Nonlinear theory of fractional microwave-induced magnetoresistance oscillations in a dc-driven two-dimensional electron system

TL;DR

This paper develops a nonlinear theoretical model for microwave-induced magnetoresistance oscillations in a dc-driven two-dimensional electron system, explaining experimental observations of frequency doubling and tripling near cyclotron resonance subharmonics.

Contribution

It introduces a multi-photon-assisted transport scheme controlled by current to explain nonlinear magnetoresistance oscillations and their frequency changes near cyclotron resonance subharmonics.

Findings

Frequency doubling of resistivity oscillations near the 2nd subharmonic

Frequency tripling near the 3rd subharmonic

Agreement with recent experimental results

Abstract

Microwave-induced nonlinear magnetoresistance in a dc-driven two-dimensional electron system is examined using a multi-photon-assisted transport scheme direct controlled by the current.
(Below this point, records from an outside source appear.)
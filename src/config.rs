use std::fs;
use std::path::Path;
use std::time::Duration;

use serde::Deserialize;

use crate::error::PlayerError;
use crate::locale::Language;
use crate::watchdog::DEFAULT_GRACE_PERIOD;

pub const DEFAULT_VIDEO_SRC: &str =
    "https://gs-files.oss-cn-hongkong.aliyuncs.com/okr/test/file/2021/07/01/haiwang.mp4";

/// 播放器配置
#[derive(Debug, Clone, PartialEq, Eq, Deserialize)]
#[serde(default)]
pub struct PlayerConfig {
    /// 视频地址
    pub video_src: String,
    /// 控制栏语言
    pub language: Language,
    /// 等待视频开始加载的时长（毫秒）
    pub grace_period_ms: u64,
}

impl Default for PlayerConfig {
    fn default() -> Self {
        Self {
            video_src: DEFAULT_VIDEO_SRC.to_string(),
            language: Language::default(),
            grace_period_ms: DEFAULT_GRACE_PERIOD.as_millis() as u64,
        }
    }
}

impl PlayerConfig {
    pub fn from_file(path: &Path) -> Result<Self, PlayerError> {
        let content = fs::read_to_string(path).map_err(|source| PlayerError::ConfigRead {
            path: path.to_path_buf(),
            source,
        })?;
        toml::from_str(&content).map_err(|source| PlayerError::ConfigParse {
            path: path.to_path_buf(),
            source,
        })
    }

    pub fn grace_period(&self) -> Duration {
        Duration::from_millis(self.grace_period_ms)
    }
}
It is shown that near the 2nd subharmonic of the cyclotron resonance, the frequency of the resistivity oscillation with the magnetic-field-normalized current-density is double that at the cyclotron resonance and its harmonics, in excellent agreement with recent experimental findings by Hatke {\it et al.} [Phys. Rev. Lett. {\bf 101}, 246811 (2008)]. The current-induced alternative emergence of resonant two-photon and single-photon processes is responsible for this frequency doubling. Near the third subharmonic of the cyclotron resonance, the current-induced consecutive appearance of resonant 0-/3-photon, two-photon, and single-photon processes may lead to the frequency tripling of the resistivity oscillation.